Justice League #65 review

This week might have to involve a bit of “phoning it in”, as they say. It’s not that either Justice League or Justice League Dark have terrible instalments this week – in fact, both stories make clear efforts to progress the story and get their audiences excited for what’s to come. That being said, I’m not all that enthusiastic about either of them – and while I think Dark has the better story yet again, neither feel like they really portray the impact that they want to convey to their readers.

Justice League Dark: The Eternal Knight

To be clear, I don’t think V and Kumar have written a bad issue here. The Eternal Knight and Batman as a pair continues to be a really wonderful combination, and I think it’s used to excellent effect here. Putting Batman in a situation where he has to explain his science to someone who would confuse it for magic is fun, and it makes sense that at a certain point he might give up and resort to calling it “magic” himself. Really, Batman’s powers do feel like magic from time to time.

I also really like Randhir Singh’s dreamscape! Writing “dream” stories can be difficult – when nothing is real, you have to give your audience a clear reason to be invested all the same. Here, V navitages this by having Singh’s mind be spread across his dreams, allowing Kumar to experiment with the visuals of chasing someone through their own mind. As usual, Kumar’s work is sharp and crisp, and it’s clear that V trusts his visuals to tell the story without leaning overly hard on dialogue. Look at how Kumar portrays a good chunk of the action sequence in naught but silhouettes! This is not a story that relies on its violence, so Kumar finds a quick way to portray the energy and efficiency of the Eternal Knight’s movement without filling up the page with the battle.

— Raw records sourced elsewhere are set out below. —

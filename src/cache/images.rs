//! Content-addressable download cache for origin-hosted images.
//!
//! Image URLs referencing allowlisted origin hosts are mirrored to local
//! files named by a hash of the URL, so repeated requests for the same URL
//! always resolve to the same file. Anything else passes through verbatim —
//! the cache must never become an open image proxy, and a broken cache must
//! never break a displayed image.

use async_trait::async_trait;
use chrono::{DateTime, Duration, Utc};
use color_eyre::{eyre::eyre, Result};
use serde::{Deserialize, Serialize};
use sha2::{Digest, Sha256};
use std::collections::{HashMap, HashSet};
use std::path::PathBuf;
use std::sync::Arc;
use std::sync::Mutex;

/// File extensions eligible for caching.
const IMAGE_EXTENSIONS: &[&str] = &["jpg", "jpeg", "png", "gif", "webp", "svg", "avif"];

/// Concurrent downloads per batch. Deliberate rate limiting against the
/// origin server, not a parallelism optimization.
const BATCH_SIZE: usize = 5;
const BATCH_DELAY_MS: u64 = 200;

const METADATA_FILE: &str = "images.json";
const STATS_FILE: &str = "image-stats.json";

/// A downloaded image's bytes plus the MIME type the server reported.
pub struct FetchedImage {
  pub bytes: Vec<u8>,
  pub mime_type: Option<String>,
}

/// Downloads image bytes. Abstracted so tests can count and script downloads.
#[async_trait]
pub trait ImageFetcher: Send + Sync {
  async fn fetch(&self, url: &str) -> Result<FetchedImage>;
}

/// HTTP fetcher with a long timeout; image downloads are streamed in the
/// background and must not be cut short by the shorter API timeouts.
pub struct HttpImageFetcher {
  client: reqwest::Client,
}

impl HttpImageFetcher {
  pub fn new() -> Result<Self> {
    let client = reqwest::Client::builder()
      .timeout(std::time::Duration::from_secs(30))
      .build()
      .map_err(|e| eyre!("Failed to build image HTTP client: {}", e))?;

    Ok(Self { client })
  }
}

#[async_trait]
impl ImageFetcher for HttpImageFetcher {
  async fn fetch(&self, url: &str) -> Result<FetchedImage> {
    let response = self
      .client
      .get(url)
      .send()
      .await
      .map_err(|e| eyre!("Failed to download {}: {}", url, e))?;

    if !response.status().is_success() {
      return Err(eyre!("Download of {} returned HTTP {}", url, response.status()));
    }

    let mime_type = response
      .headers()
      .get(reqwest::header::CONTENT_TYPE)
      .and_then(|v| v.to_str().ok())
      .map(String::from);

    let bytes = response
      .bytes()
      .await
      .map_err(|e| eyre!("Failed to read body of {}: {}", url, e))?;

    Ok(FetchedImage {
      bytes: bytes.to_vec(),
      mime_type,
    })
  }
}

/// Metadata for one mirrored image.
#[derive(Debug, Clone, Serialize, Deserialize)]
pub struct CachedImage {
  pub original_url: String,
  pub local_path: PathBuf,
  pub filename: String,
  pub size: u64,
  pub mime_type: Option<String>,
  pub downloaded_at: DateTime<Utc>,
  pub last_accessed: DateTime<Utc>,
}

/// Aggregate counters, persisted alongside the metadata.
#[derive(Debug, Clone, Copy, Default, Serialize, Deserialize)]
pub struct ImageStats {
  pub hits: u64,
  pub misses: u64,
  pub errors: u64,
  pub total_size: u64,
  pub count: u64,
}

struct ImageCacheState {
  images: HashMap<String, CachedImage>,
  stats: ImageStats,
}

/// Download-and-store cache for remote images, keyed by URL hash.
pub struct ImageCache {
  dir: PathBuf,
  files_dir: PathBuf,
  /// URL path prefix under which cached files are served.
  public_prefix: String,
  /// Hosts whose images are mirrored; all other URLs pass through.
  allowed_hosts: Vec<String>,
  fetcher: Arc<dyn ImageFetcher>,
  state: Mutex<ImageCacheState>,
}

impl ImageCache {
  /// Open the cache, loading any persisted metadata and stats.
  pub fn open(
    dir: PathBuf,
    public_prefix: String,
    allowed_hosts: Vec<String>,
    fetcher: Arc<dyn ImageFetcher>,
  ) -> Result<Self> {
    let files_dir = dir.join("files");
    std::fs::create_dir_all(&files_dir)
      .map_err(|e| eyre!("Failed to create image cache directory: {}", e))?;

    let images = std::fs::read(dir.join(METADATA_FILE))
      .ok()
      .and_then(|bytes| serde_json::from_slice(&bytes).ok())
      .unwrap_or_default();
    let stats = std::fs::read(dir.join(STATS_FILE))
      .ok()
      .and_then(|bytes| serde_json::from_slice(&bytes).ok())
      .unwrap_or_default();

    Ok(Self {
      dir,
      files_dir,
      public_prefix,
      allowed_hosts,
      fetcher,
      state: Mutex::new(ImageCacheState { images, stats }),
    })
  }

  /// Whether this URL is one we mirror: an image extension on an
  /// allowlisted host.
  fn is_candidate(&self, raw: &str) -> bool {
    let parsed = match url::Url::parse(raw) {
      Ok(parsed) => parsed,
      Err(_) => return false,
    };

    let host_allowed = parsed
      .host_str()
      .map(|host| self.allowed_hosts.iter().any(|allowed| allowed == host))
      .unwrap_or(false);
    if !host_allowed {
      return false;
    }

    extension_of(parsed.path())
      .map(|ext| IMAGE_EXTENSIONS.contains(&ext.as_str()))
      .unwrap_or(false)
  }

  fn filename_for(url: &str) -> String {
    let mut hasher = Sha256::new();
    hasher.update(url.as_bytes());
    let digest = hex::encode(hasher.finalize());

    // Extension comes from the URL path, so query strings never leak into
    // the filename.
    let ext = url::Url::parse(url)
      .ok()
      .and_then(|parsed| extension_of(parsed.path()));
    match ext {
      Some(ext) => format!("{}.{}", digest, ext),
      None => digest,
    }
  }

  fn public_url(&self, filename: &str) -> String {
    format!("{}/{}", self.public_prefix.trim_end_matches('/'), filename)
  }

  /// Resolve a URL to its locally-cached equivalent, downloading on miss.
  ///
  /// Always returns a usable URL: pass-through for non-candidates, and the
  /// original URL when the download fails.
  pub async fn cached_image_url(&self, url: &str) -> String {
    if !self.is_candidate(url) {
      return url.to_string();
    }

    // Hit path: verify the backing file still exists (self-healing against
    // manual deletion) before trusting the metadata.
    {
      let mut state = self.state.lock().expect("image cache lock poisoned");
      if let Some(cached) = state.images.get(url).cloned() {
        if cached.local_path.exists() {
          state.stats.hits += 1;
          if let Some(entry) = state.images.get_mut(url) {
            entry.last_accessed = Utc::now();
          }
          return self.public_url(&cached.filename);
        }
        state.stats.total_size = state.stats.total_size.saturating_sub(cached.size);
        state.stats.count = state.stats.count.saturating_sub(1);
        state.images.remove(url);
      }
      state.stats.misses += 1;
    }

    let fetched = match self.fetcher.fetch(url).await {
      Ok(fetched) => fetched,
      Err(e) => {
        tracing::warn!("Image download failed, serving original URL: {}", e);
        let mut state = self.state.lock().expect("image cache lock poisoned");
        state.stats.errors += 1;
        return url.to_string();
      }
    };

    let filename = Self::filename_for(url);
    let local_path = self.files_dir.join(&filename);
    if let Err(e) = std::fs::write(&local_path, &fetched.bytes) {
      tracing::warn!("Failed to write cached image {}: {}", local_path.display(), e);
      let mut state = self.state.lock().expect("image cache lock poisoned");
      state.stats.errors += 1;
      return url.to_string();
    }

    let now = Utc::now();
    let image = CachedImage {
      original_url: url.to_string(),
      local_path,
      filename: filename.clone(),
      size: fetched.bytes.len() as u64,
      mime_type: fetched.mime_type,
      downloaded_at: now,
      last_accessed: now,
    };

    {
      let mut state = self.state.lock().expect("image cache lock poisoned");
      state.stats.total_size += image.size;
      state.stats.count += 1;
      state.images.insert(url.to_string(), image);
      self.persist(&state);
    }

    self.public_url(&filename)
  }

  /// Mirror a set of URLs: deduplicated, downloaded in fixed-size batches
  /// with a short pause between batches.
  pub async fn cache_batch(&self, urls: Vec<String>) {
    let unique: Vec<String> = urls
      .into_iter()
      .collect::<HashSet<_>>()
      .into_iter()
      .collect();

    for batch in unique.chunks(BATCH_SIZE) {
      futures::future::join_all(batch.iter().map(|url| self.cached_image_url(url))).await;
      tokio::time::sleep(std::time::Duration::from_millis(BATCH_DELAY_MS)).await;
    }
  }

  /// Evict entries whose last access exceeds `max_age`, deleting the
  /// backing files.
  pub fn cleanup(&self, max_age: Duration) -> usize {
    let cutoff = Utc::now() - max_age;
    let mut state = self.state.lock().expect("image cache lock poisoned");

    let expired: Vec<String> = state
      .images
      .iter()
      .filter(|(_, image)| image.last_accessed < cutoff)
      .map(|(url, _)| url.clone())
      .collect();

    for url in &expired {
      if let Some(image) = state.images.remove(url) {
        if let Err(e) = std::fs::remove_file(&image.local_path) {
          if e.kind() != std::io::ErrorKind::NotFound {
            tracing::warn!("Failed to delete cached image {}: {}", image.local_path.display(), e);
          }
        }
        state.stats.total_size = state.stats.total_size.saturating_sub(image.size);
        state.stats.count = state.stats.count.saturating_sub(1);
      }
    }

    if !expired.is_empty() {
      self.persist(&state);
    }
    expired.len()
  }

  pub fn stats(&self) -> ImageStats {
    self.state.lock().expect("image cache lock poisoned").stats
  }

  fn persist(&self, state: &ImageCacheState) {
    let write = |name: &str, value: serde_json::Result<Vec<u8>>| match value {
      Ok(bytes) => {
        if let Err(e) = std::fs::write(self.dir.join(name), bytes) {
          tracing::warn!("Failed to persist {}: {}", name, e);
        }
      }
      Err(e) => tracing::warn!("Failed to serialize {}: {}", name, e),
    };

    write(METADATA_FILE, serde_json::to_vec_pretty(&state.images));
    write(STATS_FILE, serde_json::to_vec_pretty(&state.stats));
  }
}

fn extension_of(path: &str) -> Option<String> {
  let name = path.rsplit('/').next()?;
  let (_, ext) = name.rsplit_once('.')?;
  if ext.is_empty() {
    None
  } else {
    Some(ext.to_ascii_lowercase())
  }
}

#[cfg(test)]
mod tests {
  use super::*;
  use std::sync::atomic::{AtomicUsize, Ordering};

  struct CountingFetcher {
    downloads: AtomicUsize,
    fail: bool,
  }

  impl CountingFetcher {
    fn new() -> Arc<Self> {
      Arc::new(Self {
        downloads: AtomicUsize::new(0),
        fail: false,
      })
    }

    fn failing() -> Arc<Self> {
      Arc::new(Self {
        downloads: AtomicUsize::new(0),
        fail: true,
      })
    }
  }

  #[async_trait]
  impl ImageFetcher for CountingFetcher {
    async fn fetch(&self, _url: &str) -> Result<FetchedImage> {
      self.downloads.fetch_add(1, Ordering::SeqCst);
      if self.fail {
        return Err(eyre!("simulated download failure"));
      }
      Ok(FetchedImage {
        bytes: b"imagebytes".to_vec(),
        mime_type: Some("image/jpeg".to_string()),
      })
    }
  }

  fn cache(fetcher: Arc<dyn ImageFetcher>) -> (tempfile::TempDir, ImageCache) {
    let dir = tempfile::tempdir().unwrap();
    let cache = ImageCache::open(
      dir.path().to_path_buf(),
      "/cache/images".to_string(),
      vec!["shop.example.com".to_string()],
      fetcher,
    )
    .unwrap();
    (dir, cache)
  }

  const URL: &str = "https://shop.example.com/wp-content/uploads/photo.jpg";

  #[tokio::test]
  async fn test_idempotent_caching_downloads_once() {
    let fetcher = CountingFetcher::new();
    let (_dir, cache) = cache(fetcher.clone());

    let first = cache.cached_image_url(URL).await;
    let second = cache.cached_image_url(URL).await;

    assert_eq!(first, second);
    assert!(first.starts_with("/cache/images/"));
    assert_eq!(fetcher.downloads.load(Ordering::SeqCst), 1);

    let stats = cache.stats();
    assert_eq!(stats.misses, 1);
    assert_eq!(stats.hits, 1);
  }

  #[tokio::test]
  async fn test_non_candidate_urls_pass_through() {
    let fetcher = CountingFetcher::new();
    let (_dir, cache) = cache(fetcher.clone());

    let other_host = "https://cdn.elsewhere.net/photo.jpg";
    assert_eq!(cache.cached_image_url(other_host).await, other_host);

    let not_an_image = "https://shop.example.com/wp-json/wc/v3/products";
    assert_eq!(cache.cached_image_url(not_an_image).await, not_an_image);

    assert_eq!(fetcher.downloads.load(Ordering::SeqCst), 0);
  }

  #[tokio::test]
  async fn test_failed_download_returns_original_url() {
    let fetcher = CountingFetcher::failing();
    let (_dir, cache) = cache(fetcher);

    assert_eq!(cache.cached_image_url(URL).await, URL);
    assert_eq!(cache.stats().errors, 1);
  }

  #[tokio::test]
  async fn test_self_heals_when_backing_file_deleted() {
    let fetcher = CountingFetcher::new();
    let (dir, cache) = cache(fetcher.clone());

    cache.cached_image_url(URL).await;

    // Simulate manual deletion of the backing file.
    for entry in std::fs::read_dir(dir.path().join("files")).unwrap().flatten() {
      std::fs::remove_file(entry.path()).unwrap();
    }

    let url = cache.cached_image_url(URL).await;
    assert!(url.starts_with("/cache/images/"));
    assert_eq!(fetcher.downloads.load(Ordering::SeqCst), 2);
  }

  #[tokio::test]
  async fn test_cleanup_evicts_old_entries() {
    let fetcher = CountingFetcher::new();
    let (_dir, cache) = cache(fetcher);

    cache.cached_image_url(URL).await;
    {
      let mut state = cache.state.lock().unwrap();
      let image = state.images.get_mut(URL).unwrap();
      image.last_accessed = Utc::now() - Duration::days(30);
    }

    let removed = cache.cleanup(Duration::days(7));
    assert_eq!(removed, 1);

    let stats = cache.stats();
    assert_eq!(stats.count, 0);
    assert_eq!(stats.total_size, 0);
  }

  #[tokio::test]
  async fn test_batch_deduplicates() {
    let fetcher = CountingFetcher::new();
    let (_dir, cache) = cache(fetcher.clone());

    cache
      .cache_batch(vec![URL.to_string(), URL.to_string(), URL.to_string()])
      .await;

    assert_eq!(fetcher.downloads.load(Ordering::SeqCst), 1);
  }
}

Really, my only issue here is that I don’t feel like the ending has earned any particular weight just yet. Merlin is attacking Atlantis with a giant sea creature – one that looks admittedly quite cool, but also one we’ve never seen before this issue. Is it attacking Old Atlantis? Presumably it’s New Atlantis, right? Seeing as Aquaman showed up? But then what’s the deal with Old Atlantis? The stakes haven’t truly been established, as we’ve spent some time away from our villain, allowing him to get up to all sorts of shenanigans off-panel. This is the first interaction Merlin has with the JLD in this story, and I don’t really see what V and Kumar are going for yet. I’m sure that’s bound to change, but it’s why I don’t think this issue has as much of a punch as its opening.

Score: 7/10

Justice League: United Order

Well, looks like we’re all going to have to read Checkmate now. Bendis has decided to include a Checkmate subplot in this story, and as someone who currently isn’t keeping up with that plotline, I don’t particularly care for it. Most of this scene boils down to a confrontation between Green Arrow, Black Canary, and the Daemon Rose… who, rather unceremoniously, is revealed to apparently be Lois Lane’s brother. I looked this up, and couldn’t find anything else about the guy – so if the character is to be believed, this big retcon was revealed in a hurried exchange of dialogue between these three.

And, like, whatever. I really couldn’t care less, because Bendis hasn’t given me much reason to care as of yet. I don’t know this character, I don’t know what makes him interesting, and their chat is interrupted by a Deathstroke copycat before it could go anywhere substantial.

This is happening while the Justice League is attending to the alien threat from last issue, enlisting the help of the Wonder Twins to get the job done. My critiques of Pugh and Bendis remain relatively the same here – that being Pugh’s work feels a little rushed and inconsistent, whereas Bendis’ dialogue doesn’t feel true to many of his characters. With that being said, I appreciate the moments of comedy and levity that the two bring to the fight, particularly with the addition of the Wonder Twins. It turns a by-the-numbers invasion story into something with a little more visual humor.

The only other thing I’d like to add is that Justice League and Justice League Dark are slowly beginning to toy with the idea of crossing over – with Batman in the backup and Constantine showing up for a moment in the main story. It’s not enough, but it’s cool to see that it is something on the minds of the book’s creators. Aside from that, I can’t think of much that brings this book above an average score.

Score: 5/10

Recommended If:

  • You’re invested in the Checkmate storyline.
  • Green Arrow and Black Canary are your favourite characters – they’re not written perfectly, but definitely better than the rest of the League.
  • You like seeing V and Kumar take what little time they have on each comic to go in weird and intriguing directions.


The Eternal Knight wasn’t as good as last issue, but United Order wasn’t as bad as last issue (though I still felt it was decidedly mediocre). Honestly, there’s a part of me that wants Bendis to do something weird with this book, and I’d like to think he’s capable of doing that without committing character assassination in the process. I really liked his Action Comics for a time, and want to see him do that sort of thing with his Checkmate plot, if we’re really going to be following that in these pages. Let’s just hope that happens soon – and let’s hope V and Kumar can get their own damn book.

Score: 5.5/10


Disclaimer: DC Comics provided Batman News with a copy of this comic for the purpose of this review.